I'm so sorry you have lost your beautiful girl and Luna her dear pal. I lost my Siamese and another dear cat two years ago, they are such dear souls and i know much of a hole Suki's passing has left in your heart after such a long time. You have had a lot to cope with with Luna's illness and then this and it was a brave decision to relieve Suki's suffering. The pain will pass I promise and one day you will be able to think of all the good times you shared. Now you just need to grieve and help poor Luna adjust to life without her friend.
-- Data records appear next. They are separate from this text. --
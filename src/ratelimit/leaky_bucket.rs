//! Leaky bucket: occupancy that drains at a constant rate.

use std::time::Duration;

use parking_lot::Mutex;
use tracing::trace;

use super::params::BucketParams;
use super::RateLimiter;
use crate::clock::{Clock, MonotonicClock};
use crate::error::Result;

/// A leaky bucket rate limiter.
///
/// Admitted requests pour `cost` units into the bucket, which leaks at `rate`
/// units per second. A request is rejected when it would overflow `capacity`.
/// Numerically this mirrors [`TokenBucket`](super::TokenBucket), but it models
/// queue occupancy and a smoothed outflow rather than available credit.
#[derive(Debug)]
pub struct LeakyBucket<C: Clock = MonotonicClock> {
    params: BucketParams,
    clock: C,
    state: Mutex<LeakState>,
}

#[derive(Debug)]
struct LeakState {
    occupancy: f64,
    last_leak: Duration,
}

impl LeakState {
    fn settle(&mut self, params: &BucketParams, now: Duration) {
        self.occupancy = drained(self.occupancy, self.last_leak, params, now);
        self.last_leak = self.last_leak.max(now);
    }
}

fn drained(occupancy: f64, last_leak: Duration, params: &BucketParams, now: Duration) -> f64 {
    let leaked = now.saturating_sub(last_leak).as_secs_f64() * params.rate();
    (occupancy - leaked).max(0.0)
}

impl LeakyBucket {
    /// Create an empty bucket leaking `rate` units per second.
    pub fn new(rate: f64, capacity: f64) -> Result<Self> {
        Ok(Self::from_params(BucketParams::new(rate, capacity)?))
    }

    pub fn from_params(params: BucketParams) -> Self {
        Self::with_clock(params, MonotonicClock::new())
    }
}

impl<C: Clock> LeakyBucket<C> {
    pub fn with_clock(params: BucketParams, clock: C) -> Self {
        let now = clock.now();
        Self {
            params,
            clock,
            state: Mutex::new(LeakState {
                occupancy: 0.0,
                last_leak: now,
            }),
        }
    }

    pub fn params(&self) -> BucketParams {
        self.params
    }

    /// Occupancy after leaking up to now, without committing the leak.
    pub fn occupancy(&self) -> f64 {
        let state = self.state.lock();
        drained(state.occupancy, state.last_leak, &self.params, self.clock.now())
    }
}

impl<C: Clock> RateLimiter for LeakyBucket<C> {
    fn consume(&self, cost: u64) -> bool {
        let mut state = self.state.lock();
        state.settle(&self.params, self.clock.now());

        let cost = cost as f64;
        if state.occupancy + cost <= self.params.capacity() {
            state.occupancy += cost;
            true
        } else {
            trace!(
                cost = cost,
                occupancy = state.occupancy,
                "Leaky bucket overflow, rejecting request"
            );
            false
        }
    }
}

#[cfg(test)]
mod tests {
    use super::*;
    use crate::clock::ManualClock;

    fn manual_bucket(rate: f64, capacity: f64) -> (LeakyBucket<ManualClock>, ManualClock) {
        let clock = ManualClock::default();
        let params = BucketParams::new(rate, capacity).unwrap();
        (LeakyBucket::with_clock(params, clock.clone()), clock)
    }

    #[test]
    fn test_new_rejects_invalid_parameters() {
        assert!(LeakyBucket::new(-0.5, 3.0).is_err());
        assert!(LeakyBucket::new(1.0, 0.0).is_err());
    }

    #[test]
    fn test_fills_to_capacity() {
        let (bucket, _clock) = manual_bucket(1.0, 3.0);

        assert!(bucket.consume(1));
        assert!(bucket.consume(1));
        assert!(bucket.consume(1));
        assert!(!bucket.consume(1));
        assert_eq!(bucket.occupancy(), 3.0);
    }

    #[test]
    fn test_leaks_over_time() {
        let (bucket, clock) = manual_bucket(2.0, 4.0);
        assert!(bucket.consume(4));

        clock.advance(Duration::from_secs(1));
        assert_eq!(bucket.occupancy(), 2.0);
        assert!(bucket.consume(2));
        assert!(!bucket.consume(1));
    }

    #[test]
    fn test_occupancy_never_negative() {
        let (bucket, clock) = manual_bucket(5.0, 2.0);
        assert!(bucket.consume(1));

        clock.advance(Duration::from_secs(30));
        assert_eq!(bucket.occupancy(), 0.0);
        assert!(bucket.consume(2));
        assert!(!bucket.consume(1));
    }

    #[test]
    fn test_occupancy_never_increases_without_consumption() {
        let (bucket, clock) = manual_bucket(0.5, 8.0);
        assert!(bucket.consume(8));

        let mut last = bucket.occupancy();
        for _ in 0..40 {
            clock.advance(Duration::from_millis(500));
            let now = bucket.occupancy();
            assert!(now <= last);
            assert!(now >= 0.0);
            last = now;
        }
    }

    #[test]
    fn test_rejection_leaves_occupancy_unchanged() {
        let (bucket, clock) = manual_bucket(1.0, 5.0);
        assert!(bucket.consume(4));

        assert!(!bucket.consume(2));
        assert_eq!(bucket.occupancy(), 4.0);

        clock.advance(Duration::from_secs(1));
        assert!(bucket.consume(2));
        assert_eq!(bucket.occupancy(), 5.0);
    }

    #[test]
    fn test_cost_above_capacity_never_admits() {
        let (bucket, clock) = manual_bucket(1.0, 2.0);
        assert!(!bucket.consume(3));
        clock.advance(Duration::from_secs(100));
        assert!(!bucket.consume(3));
    }
}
Thinking of you all at this sad time.


----------



## LunaandSuki (Jul 8, 2015)

jill3 said:


> I am so sorry for your loss of Suki. These are natural feelings that we go through. The if only I had noticed or had done that.
> I too had those feelings when I lost my 3 year old Harley. The truth is because we are in tune with our loved ones we would have noticed.
> You did everything possible. The feelings of Heart break is awful and in time your memories of her will make you smile again.
> I never thought I would never be the same after loosing Harley.
> ...


Thanks so much for your reply Jill3. So sorry to hear about Harley, and so young too! That must have been so sad for you.

I really hope I will be able to smile at Suki's memories soon. It's breaking my heart to miss her so much. Thanks again xxx


----------



## LunaandSuki (Jul 8, 2015)

Judgee said:


> I know how you feel and nothing seems to help. Tried everything but nothing helps. Lost my little friend on Sunday and little by little it gets a bit easier to cope. All the negative thoughts of what I did/didn't do right, did she suffer? and the despair that I will never see her again. But today I feel a little better. My thoughts have turned more to how lucky I was to have her in my life. I'll always have my memories and the bad ones of the last few weeks are fading, being taken over by all the times she made me smile. I have my photos and I will never forget her. Maybe I'll get another cat one day. They won't be the same but from these forums it's clear that all kitties are special in their own way!
> 
> Cuddle Luna, she will help you get through this. Although the world looks so bleak and empty right now one day it will become a little more bearable. My thoughts are with you. Knowing how much other people love their animals has helped me feel a little less alone in my sadness.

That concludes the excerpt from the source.